首页 > 解决方案 > 用于数据分布的 ggplot 语法

问题描述

我正在尝试绘制 beforeMinWageLaw 和 afterMinWageLaw 变量的数据分布,但是当我将其存储在 df 而不是 seattleData 中时,r 说“错误:美学必须是长度 1 或与数据相同 (43):x ”。我怎样才能解决这个问题?另外,我怎么能做一个正态概率图来获得数据正态性的视图?谢谢。

#Import Data
#seattleData <- read.table(file=file.choose(),
#                          header=T, sep=",",)

library(ggplot2)

#Define Variables
 food_drink_workers <- seattleData$food_drink_workers
 MinWage <- seattleData$washington_state_minwage
 afterMinWageLaw <- food_drink_workers[304:346]
 beforeMinWageLaw <- food_drink_workers[1:303]
 df <- data.frame(seattleData)

#Display Data Distribution with ggplot
 x <-ggplot(df, aes(x=food_drink_workers)) + 
  geom_histogram(mapping = aes(y = ..density..), color="black",     fill="white") +
  geom_density(alpha=.2, fill="blue")
  x + geom_vline(xintercept = c(108.8636), linetype = "dashed", color = "red") + 
    ggtitle("Distribtution of the Data") + xlab("Seattle MSA Food and Drink          Workers") + ylab("Density")

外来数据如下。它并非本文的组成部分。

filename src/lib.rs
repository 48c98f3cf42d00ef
//! Stepwave — offline renderer for step-sequenced drum patterns.
//!
//! A [`Pattern`] and a [`SampleStore`] go in; a 16-bit stereo WAV file comes
//! out. Rendering is deterministic and needs no audio hardware.

pub mod config;
pub mod pattern;
pub mod render;
pub mod sample;
pub mod wav;

pub use pattern::{Envelope, Pattern, PatternError, Track};
pub use render::{render, RenderBuffer, RenderError};
pub use sample::{Sample, SampleError, SampleStore};
pub use wav::{encode, EncodeError};

/// Render `pattern` and encode the result as a WAV file in memory.
pub fn render_to_wav(pattern: &Pattern, store: &SampleStore) -> Result<Vec<u8>, RenderError> {
    let buffer = render(pattern, store)?;
    Ok(encode(&buffer)?)
}
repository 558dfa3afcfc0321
//! GUILD_MEMBER_ADD / GUILD_MEMBER_UPDATE / GUILD_MEMBER_REMOVE / GUILD_MEMBERS_CHUNK

use chat_core::{EntityKey, Event, GuildMember, User};
use serde_json::Value;

use super::{id, Dispatcher, HandlerResult};
use crate::events::{GuildMemberRemoveEvent, GuildMembersChunkEvent};

impl Dispatcher {
    pub(super) fn member_add(&self, data: &Value) -> HandlerResult<()> {
        let guild_id = id(data, "guild_id")?;
        if !self.guild_known(guild_id) {
            return Ok(());
        }
        if let Some(member) = self.put_member(data, guild_id) {
            self.publish(Event::MemberAdd { member });
        }
        Ok(())
    }

    pub(super) fn member_update(&self, data: &Value) -> HandlerResult<()> {
        let guild_id = id(data, "guild_id")?;
        let user = data.get("user").unwrap_or(&Value::Null);
        let user_id = id(user, "id")?;

        self.refresh::<GuildMember>(EntityKey::Member { guild_id, user_id }, data);
        self.refresh::<User>(EntityKey::User(user_id), user);
        Ok(())
    }

    pub(super) fn member_remove(&self, data: &Value) -> HandlerResult<()> {
        let event: GuildMemberRemoveEvent = serde_json::from_value(data.clone())?;
        let key = EntityKey::Member {
            guild_id: event.guild_id,
            user_id: event.user.id,
        };
        if self.store.remove(&key).is_some() {
            self.publish(Event::MemberRemove {
                guild_id: event.guild_id,
                user_id: event.user.id,
            });
        }
        Ok(())
    }

    pub(super) fn members_chunk(&self, data: &Value) -> HandlerResult<()> {
        let event: GuildMembersChunkEvent = serde_json::from_value(data.clone())?;
        if !self.guild_known(event.guild_id) {
            return Ok(());
        }
        let loaded = event
            .members
            .iter()
            .filter_map(|member| self.put_member(member, event.guild_id))
            .count();
        tracing::debug!(guild_id = %event.guild_id, loaded, "Member chunk received");
        Ok(())
    }
}
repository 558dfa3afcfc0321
//! # chat-common
//!
//! Shared utilities: client configuration and telemetry.

pub mod config;
pub mod telemetry;

// Re-export commonly used types at crate root
pub use config::{ClientConfig, ConfigError};
pub use telemetry::{
    init_tracing, init_tracing_with_config, try_init_tracing, try_init_tracing_with_config,
    TracingConfig, TracingError,
};
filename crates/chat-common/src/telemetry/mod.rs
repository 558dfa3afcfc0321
//! Telemetry and tracing setup

mod tracing_setup;

pub use tracing_setup::{
    init_tracing, init_tracing_with_config, try_init_tracing, try_init_tracing_with_config,
    TracingConfig, TracingError,
};
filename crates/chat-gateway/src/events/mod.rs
//! Gateway events
//!
//! Dispatch event names and the id-only payload shapes.

mod event_types;
mod payloads;

pub use event_types::GatewayEventType;
pub use payloads::{
    GuildDeleteEvent, GuildEmojisUpdateEvent, GuildMemberRemoveEvent, GuildMembersChunkEvent,
    GuildRoleDeleteEvent, GuildRoleEvent, MessageDeleteBulkEvent, MessageDeleteEvent,
    MessageReactionEvent, MessageReactionRemoveAllEvent, ReadyEvent, UserIdPayload,
};
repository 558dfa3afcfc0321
//! GUILD_CREATE / GUILD_UPDATE / GUILD_DELETE / GUILD_EMOJIS_UPDATE

use chat_core::{Channel, EntityKey, Event, Guild, GuildMember, Role, Snowflake, StoreExt};
use serde_json::Value;

use super::{array, id, Dispatcher, Followup, HandlerResult};
use crate::events::{GuildDeleteEvent, GuildEmojisUpdateEvent};

impl Dispatcher {
    pub(super) fn guild_create(&self, data: &Value) -> HandlerResult<Vec<Followup>> {
        if data.get("unavailable").and_then(Value::as_bool).unwrap_or(false) {
            tracing::debug!(shard_id = self.shard_id, "Skipping unavailable guild");
            return Ok(Vec::new());
        }

        let guild = Guild::from_json(data)?;
        let guild_id = guild.id;

        for channel in array(data, "channels") {
            match Channel::from_json(channel, Some(guild_id)) {
                Ok(channel) => self.store.put(channel.into()),
                Err(e) => tracing::warn!(guild_id = %guild_id, error = %e, "Skipping malformed channel"),
            }
        }
        for role in array(data, "roles") {
            match Role::from_json(role, guild_id) {
                Ok(role) => self.store.put(role.into()),
                Err(e) => tracing::warn!(guild_id = %guild_id, error = %e, "Skipping malformed role"),
            }
        }
        let members = array(data, "members");
        for member in members {
            self.put_member(member, guild_id);
        }

        self.store.put(guild.clone().into());
        tracing::info!(
            shard_id = self.shard_id,
            guild_id = %guild_id,
            name = %guild.name,
            "Guild available"
        );

        let mut followups = vec![Followup::GuildAvailable(guild_id)];
        if guild.member_count > members.len() as u64 {
            tracing::info!(
                guild_id = %guild_id,
                expected = guild.member_count,
                loaded = members.len(),
                "Requesting member chunks"
            );
            followups.push(Followup::RequestMembers(guild_id));
        }

        self.publish(Event::GuildCreate { guild });
        Ok(followups)
    }

    pub(super) fn guild_update(&self, data: &Value) -> HandlerResult<()> {
        let guild_id = id(data, "id")?;
        self.refresh::<Guild>(EntityKey::Guild(guild_id), data);
        Ok(())
    }

    pub(super) fn guild_delete(&self, data: &Value) -> HandlerResult<Vec<Followup>> {
        let event: GuildDeleteEvent = serde_json::from_value(data.clone())?;
        if self.store.remove_guild(event.id).is_some() {
            tracing::info!(
                shard_id = self.shard_id,
                guild_id = %event.id,
                unavailable = event.unavailable,
                "Guild removed"
            );
            self.publish(Event::GuildDelete { guild_id: event.id });
        }
        Ok(vec![Followup::GuildRemoved(event.id)])
    }

    pub(super) fn guild_emojis_update(&self, data: &Value) -> HandlerResult<()> {
        let event: GuildEmojisUpdateEvent = serde_json::from_value(data.clone())?;
        let Some(mut guild) = self.store.guild(event.guild_id) else {
            return Ok(());
        };
        if guild.emojis == event.emojis {
            return Ok(());
        }

        let old = serde_json::to_value(&guild.emojis)?;
        let new = serde_json::to_value(&event.emojis)?;
        guild.emojis = event.emojis;
        self.store.put(guild.into());
        self.publish(Event::FieldChanged {
            target: EntityKey::Guild(event.guild_id),
            field: "emojis",
            old,
            new,
        });
        Ok(())
    }

    /// Cache a member payload and its nested user
    pub(super) fn put_member(&self, data: &Value, guild_id: Snowflake) -> Option<GuildMember> {
        let member = match GuildMember::from_json(data, guild_id) {
            Ok(member) => member,
            Err(e) => {
                tracing::warn!(guild_id = %guild_id, error = %e, "Skipping malformed member");
                return None;
            }
        };
        if let Some(user) = data.get("user") {
            if let Err(e) = self.put_user(user) {
                tracing::warn!(guild_id = %guild_id, error = %e, "Skipping malformed user");
            }
        }
        self.store.put(member.clone().into());
        Some(member)
    }
}
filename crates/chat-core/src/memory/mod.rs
//! In-process implementations of the collaborator traits

mod sink;
mod store;

pub use sink::{BroadcastSink, CollectingSink};
pub use store::MemoryEntityStore;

#Conduct Two Sample t-test
 options(scipen = 100)
 tTest <- t.test(beforeMinWageLaw, afterMinWageLaw, mu=0, alternative = "less",
                conf=.95, var.equal = F, paired = F)

您可以在此处下载数据:https ://fred.stlouisfed.org/series/SMU53426607072200001SA

截屏

标签: rggplot2histogramdata-visualizationdistribution

解决方案


您会收到此错误消息“错误:美学必须是长度 1 或与数据 (43) 相同:x”,因为向量afterMinWageLaw的长度为 43 个值且beforeMinWageLaw长度为 303 个值,这就是您无法引用它们的原因在相同的美学范围内aes(),我猜。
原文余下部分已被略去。